*Records for the exercise*
········

// This Source Code Form is subject to the terms of the Mozilla Public
// License, v. 2.0. If a copy of the MPL was not distributed with this
// file, You can obtain one at http://mozilla.org/MPL/2.0/.

//! The selection query language: a PEG grammar (`grammar`) compiling expressions like
//! `resid 10:20 and not index 5` into a `Node` tree (`ast`), a stack-machine `evaluator`, and the
//! `Selection` view type that carries an evaluated result around as a typed, sorted-unique index
//! set borrowed from a store.

mod ast;
mod evaluator;
mod grammar;
mod number;
mod selection;

pub use ast::{NumPropKind, NumSpec, Node};
pub use evaluator::evaluate;
pub use grammar::parse;
pub use number::{SelNumber, SelNumberRange};
pub use selection::{AtomSelection, ResidueSelection, Selection};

········

Every record shown above should be written out again exactly.

*Response to the exercise*
// This Source Code Form is subject to the terms of the Mozilla Public
// License, v. 2.0. If a copy of the MPL was not distributed with this
// file, You can obtain one at http://mozilla.org/MPL/2.0/.

//! The selection query language: a PEG grammar (`grammar`) compiling expressions like
//! `resid 10:20 and not index 5` into a `Node` tree (`ast`), a stack-machine `evaluator`, and the
//! `Selection` view type that carries an evaluated result around as a typed, sorted-unique index
//! set borrowed from a store.

mod ast;
mod evaluator;
mod grammar;
mod number;
mod selection;

pub use ast::{NumPropKind, NumSpec, Node};
pub use evaluator::evaluate;
pub use grammar::parse;
pub use number::{SelNumber, SelNumberRange};
pub use selection::{AtomSelection, ResidueSelection, Selection};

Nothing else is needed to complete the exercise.